Soon thanks to his ample appetite for reading, he discovered an outdoor mentor, a grandfather to lead him about the outdoors he so passionately loved. Craig had discovered the “Old Man and the Boy” column written by Robert Ruark and quickly claimed the “Old Man” as his surrogate grandfather, eagerly absorbing the lessons the “Old Man” taught from a lifetime afield. If the “Old Man” was his grandfather, then he also learned a lot from the writings of his “uncles”, such as Jack O’Connor, John Jobson, Ted Trueblood and many more.
During high school and college years, Craig spent all his spare moments fishing, hunting, and camping.
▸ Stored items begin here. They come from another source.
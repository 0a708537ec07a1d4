// src/store/mod.rs - Per-user record storage behind a narrow async interface

use async_trait::async_trait;
use chrono::{DateTime, Utc};

use crate::types::{BotResult, StoreStats, UserRecord};

pub mod file;
pub mod memory;

pub use file::FileUserStore;
pub use memory::MemoryUserStore;

/// Durable per-user counters keyed by the stable platform user id.
///
/// Every operation touching a single `user_id` must be atomic with respect
/// to concurrent calls for the same id; operations on different ids are
/// independent. Failures surface as `BotError::Storage` and callers never
/// retry here.
#[async_trait]
pub trait UserRecordStore: Send + Sync {
    /// Case-insensitive exact match on the last-seen username
    async fn find_by_username(&self, name: &str) -> BotResult<Option<UserRecord>>;

    /// Existing record, or a zero-initialized one
    async fn get_or_create(&self, user_id: i64) -> BotResult<UserRecord>;

    /// Atomic upsert: create with count=1 and join_seen_at=now, or bump the
    /// counter and refresh last_message_at/username
    async fn increment_message_count(
        &self,
        user_id: i64,
        username: Option<&str>,
        now: DateTime<Utc>,
    ) -> BotResult<UserRecord>;

    /// Atomic increment-then-read of the warning counter
    async fn increment_warning(&self, user_id: i64) -> BotResult<UserRecord>;

    async fn reset_warnings(&self, user_id: i64) -> BotResult<()>;

    /// Persist a mute window; `None` clears it
    async fn set_mute(&self, user_id: i64, until: Option<DateTime<Utc>>) -> BotResult<()>;

    /// Aggregate snapshot; muted_users counts windows strictly in the future
    async fn stats(&self, now: DateTime<Utc>) -> BotResult<StoreStats>;

    /// Descending by message_count, ties broken by first-seen order
    async fn top_by_message_count(&self, limit: usize) -> BotResult<Vec<UserRecord>>;
}
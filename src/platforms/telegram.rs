// src/platforms/telegram.rs - Telegram Bot API connection and restrictions

use async_trait::async_trait;
use chrono::{DateTime, TimeZone, Utc};
use log::{debug, error, info, warn};
use serde::de::DeserializeOwned;
use serde::{Deserialize, Serialize};
use std::env;
use tokio::sync::broadcast;
use tokio::time::{sleep, Duration};

use crate::platforms::{PlatformConnection, RestrictionApplier};
use crate::types::{BotError, BotResult, ChatMessage, Restriction, RestrictionSet};

const LONG_POLL_SECONDS: u64 = 30;

/// Configuration for the Telegram connection
#[derive(Debug, Clone)]
pub struct TelegramConfig {
    pub token: String,
}

impl TelegramConfig {
    /// Load Telegram configuration from environment variables
    pub fn from_env() -> anyhow::Result<Self> {
        let token = env::var("TELEGRAM_TOKEN")
            .map_err(|_| anyhow::anyhow!("TELEGRAM_TOKEN environment variable not set"))?;
        Ok(Self { token })
    }
}

/// Telegram API error as reported by the wire
#[derive(Debug)]
struct ApiError {
    code: Option<u16>,
    description: String,
}

impl ApiError {
    fn platform(self) -> BotError {
        BotError::Platform(self.description)
    }

    /// Restriction calls refused with 400/403 mean the bot is outranked
    fn restriction(self) -> BotError {
        match self.code {
            Some(400) | Some(403) => BotError::Permission(self.description),
            _ => BotError::Platform(self.description),
        }
    }
}

#[derive(Debug, Deserialize)]
struct ApiResponse<T> {
    ok: bool,
    result: Option<T>,
    error_code: Option<u16>,
    description: Option<String>,
}

#[derive(Debug, Deserialize)]
struct Update {
    update_id: i64,
    message: Option<IncomingMessage>,
}

#[derive(Debug, Deserialize)]
struct IncomingMessage {
    message_id: i64,
    date: i64,
    chat: Chat,
    from: Option<Sender>,
    text: Option<String>,
}

#[derive(Debug, Deserialize)]
struct Chat {
    id: i64,
}

#[derive(Debug, Deserialize)]
struct Sender {
    id: i64,
    username: Option<String>,
    #[serde(default)]
    is_bot: bool,
}

/// Member permission set in Telegram's shape; revoked means false
#[derive(Debug, Serialize)]
struct ChatPermissions {
    can_send_messages: bool,
    can_send_media_messages: bool,
    can_send_other_messages: bool,
    can_add_web_page_previews: bool,
}

impl ChatPermissions {
    fn from_restrictions(restrictions: &RestrictionSet) -> Self {
        let send = !restrictions.revoked.contains(&Restriction::SendMessages);
        let media = !restrictions.revoked.contains(&Restriction::SendMedia);
        Self {
            can_send_messages: send,
            can_send_media_messages: media,
            can_send_other_messages: media,
            can_add_web_page_previews: media,
        }
    }

    fn unrestricted() -> Self {
        Self {
            can_send_messages: true,
            can_send_media_messages: true,
            can_send_other_messages: true,
            can_add_web_page_previews: true,
        }
    }
}

/// Thin client over the Bot API; cloneable so the poll task, the sender and
/// the restriction applier can share it
#[derive(Clone)]
pub struct TelegramApi {
    client: reqwest::Client,
    token: String,
}

impl TelegramApi {
    pub fn new(config: &TelegramConfig) -> Self {
        Self {
            client: reqwest::Client::new(),
            token: config.token.clone(),
        }
    }

    async fn call<T: DeserializeOwned>(
        &self,
        method: &str,
        params: &impl Serialize,
    ) -> Result<T, ApiError> {
        let url = format!("https://api.telegram.org/bot{}/{}", self.token, method);
        let response = self
            .client
            .post(&url)
            .json(params)
            .send()
            .await
            .map_err(|e| ApiError {
                code: None,
                description: format!("{method} request failed: {e}"),
            })?;

        let body: ApiResponse<T> = response.json().await.map_err(|e| ApiError {
            code: None,
            description: format!("{method} returned malformed body: {e}"),
        })?;

        if !body.ok {
            return Err(ApiError {
                code: body.error_code,
                description: body
                    .description
                    .unwrap_or_else(|| format!("{method} refused without description")),
            });
        }
        body.result.ok_or_else(|| ApiError {
            code: None,
            description: format!("{method} returned no result"),
        })
    }

    async fn get_updates(&self, offset: i64) -> Result<Vec<Update>, ApiError> {
        self.call(
            "getUpdates",
            &serde_json::json!({
                "offset": offset,
                "timeout": LONG_POLL_SECONDS,
                "allowed_updates": ["message"],
            }),
        )
        .await
    }
}

/// Convert one update into the normalized message shape; bots and non-text
/// payloads are dropped
fn normalize(update: Update) -> Option<ChatMessage> {
    let message = update.message?;
    let from = message.from?;
    if from.is_bot {
        return None;
    }
    let text = message.text?;
    let timestamp = Utc
        .timestamp_opt(message.date, 0)
        .single()
        .unwrap_or_else(Utc::now);
    Some(ChatMessage {
        chat_id: message.chat.id,
        message_id: message.message_id,
        user_id: from.id,
        username: from.username,
        content: text,
        timestamp,
    })
}

/// Telegram long-polling connection implementation
pub struct TelegramConnection {
    api: TelegramApi,
    message_sender: broadcast::Sender<ChatMessage>,
}

impl TelegramConnection {
    pub fn new(config: TelegramConfig) -> Self {
        let (message_sender, _) = broadcast::channel(256);
        Self {
            api: TelegramApi::new(&config),
            message_sender,
        }
    }

    /// Shared API handle, used to build the restriction applier
    pub fn api(&self) -> TelegramApi {
        self.api.clone()
    }
}

#[async_trait]
impl PlatformConnection for TelegramConnection {
    async fn connect(&mut self) -> BotResult<()> {
        let api = self.api.clone();
        let sender = self.message_sender.clone();

        tokio::spawn(async move {
            info!("Telegram long-poll loop started");
            let mut offset = 0i64;
            loop {
                match api.get_updates(offset).await {
                    Ok(updates) => {
                        for update in updates {
                            offset = offset.max(update.update_id + 1);
                            if let Some(message) = normalize(update) {
                                debug!(
                                    "Message {} from user {} in chat {}",
                                    message.message_id, message.user_id, message.chat_id
                                );
                                // Only fails when nobody is listening
                                let _ = sender.send(message);
                            }
                        }
                    }
                    Err(e) => {
                        error!("getUpdates failed: {}", e.description);
                        sleep(Duration::from_secs(5)).await;
                    }
                }
            }
        });

        Ok(())
    }

    async fn send_message(&self, chat_id: i64, text: &str) -> BotResult<()> {
        self.api
            .call::<IncomingMessage>(
                "sendMessage",
                &serde_json::json!({ "chat_id": chat_id, "text": text }),
            )
            .await
            .map(|_| ())
            .map_err(ApiError::platform)
    }

    async fn delete_message(&self, chat_id: i64, message_id: i64) -> BotResult<()> {
        self.api
            .call::<bool>(
                "deleteMessage",
                &serde_json::json!({ "chat_id": chat_id, "message_id": message_id }),
            )
            .await
            .map(|_| ())
            .map_err(ApiError::platform)
    }

    fn platform_name(&self) -> &str {
        "telegram"
    }

    fn message_receiver(&self) -> Option<broadcast::Receiver<ChatMessage>> {
        Some(self.message_sender.subscribe())
    }
}

#[async_trait]
impl RestrictionApplier for TelegramApi {
    async fn apply_restriction(
        &self,
        chat_id: i64,
        user_id: i64,
        restrictions: &RestrictionSet,
        until: DateTime<Utc>,
    ) -> BotResult<()> {
        self.call::<bool>(
            "restrictChatMember",
            &serde_json::json!({
                "chat_id": chat_id,
                "user_id": user_id,
                "permissions": ChatPermissions::from_restrictions(restrictions),
                "until_date": until.timestamp(),
            }),
        )
        .await
        .map(|_| ())
        .map_err(|e| {
            warn!("restrictChatMember refused for user {user_id}: {}", e.description);
            e.restriction()
        })
    }

    async fn lift_restriction(&self, chat_id: i64, user_id: i64) -> BotResult<()> {
        self.call::<bool>(
            "restrictChatMember",
            &serde_json::json!({
                "chat_id": chat_id,
                "user_id": user_id,
                "permissions": ChatPermissions::unrestricted(),
            }),
        )
        .await
        .map(|_| ())
        .map_err(ApiError::restriction)
    }

    async fn ban(&self, chat_id: i64, user_id: i64) -> BotResult<()> {
        self.call::<bool>(
            "banChatMember",
            &serde_json::json!({ "chat_id": chat_id, "user_id": user_id }),
        )
        .await
        .map(|_| ())
        .map_err(ApiError::restriction)
    }

    async fn unban(&self, chat_id: i64, user_id: i64) -> BotResult<()> {
        self.call::<bool>(
            "unbanChatMember",
            &serde_json::json!({
                "chat_id": chat_id,
                "user_id": user_id,
                "only_if_banned": true,
            }),
        )
        .await
        .map(|_| ())
        .map_err(ApiError::restriction)
    }
}

#[cfg(test)]
mod tests {
    use super::*;

    #[test]
    fn normalize_keeps_plain_user_text() {
        let update: Update = serde_json::from_value(serde_json::json!({
            "update_id": 12,
            "message": {
                "message_id": 34,
                "date": 1700000000,
                "chat": { "id": -100 },
                "from": { "id": 7, "username": "bob", "is_bot": false },
                "text": "hello"
            }
        }))
        .unwrap();

        let message = normalize(update).unwrap();
        assert_eq!(message.chat_id, -100);
        assert_eq!(message.user_id, 7);
        assert_eq!(message.username.as_deref(), Some("bob"));
        assert_eq!(message.content, "hello");
        assert_eq!(message.timestamp.timestamp(), 1700000000);
    }

    #[test]
    fn normalize_drops_bots_and_non_text() {
        let bot_update: Update = serde_json::from_value(serde_json::json!({
            "update_id": 1,
            "message": {
                "message_id": 2,
                "date": 1700000000,
                "chat": { "id": -100 },
                "from": { "id": 8, "is_bot": true },
                "text": "beep"
            }
        }))
        .unwrap();
        assert!(normalize(bot_update).is_none());

        let sticker_update: Update = serde_json::from_value(serde_json::json!({
            "update_id": 2,
            "message": {
                "message_id": 3,
                "date": 1700000000,
                "chat": { "id": -100 },
                "from": { "id": 9, "is_bot": false }
            }
        }))
        .unwrap();
        assert!(normalize(sticker_update).is_none());

        let bare_update: Update =
            serde_json::from_value(serde_json::json!({ "update_id": 3 })).unwrap();
        assert!(normalize(bare_update).is_none());
    }

    #[test]
    fn no_send_restriction_revokes_everything() {
        let perms = ChatPermissions::from_restrictions(&RestrictionSet::no_send());
        assert!(!perms.can_send_messages);
        assert!(!perms.can_send_media_messages);

        let text_only = RestrictionSet {
            revoked: vec![Restriction::SendMessages],
        };
        let perms = ChatPermissions::from_restrictions(&text_only);
        assert!(!perms.can_send_messages);
        assert!(perms.can_send_media_messages);
    }

    #[test]
    fn api_errors_map_by_code() {
        let refused = ApiError {
            code: Some(400),
            description: "user is an administrator of the chat".into(),
        };
        assert!(matches!(refused.restriction(), BotError::Permission(_)));

        let flooded = ApiError {
            code: Some(429),
            description: "too many requests".into(),
        };
        assert!(matches!(flooded.restriction(), BotError::Platform(_)));
    }
}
He graduated with a Bachelor of Science degree in Animal Science from Auburn University. He spent part of his first paycheck on a new Grumman canoe to help with his post graduate studies in the outdoors. Since those early years, Craig has fished for everything from tarpon to trout and bass to bonefish. He has hunted a number of game species, from canecutter rabbits in the swamps of Alabama to antelope and mule deer on the plains and rimrock of the Rockies. As an amateur explorer, he has researched Horace Kephart on the ground, hiking the mountains and remote headwater streams of the Great Smoky Mountains spending as much time as possible “back of beyond”.
Since college, he has worked as a lake guide for bass and stripers, and has also guided stream fisherman for bass and trout. For close to twenty years, Craig worked as a manufacturer’s representative selling fishing, hunting and other related gear to distributors and dealers in several southeastern states. For eight years he was managing partner of a full service fly shop, where he also taught fly tying and casting lessons.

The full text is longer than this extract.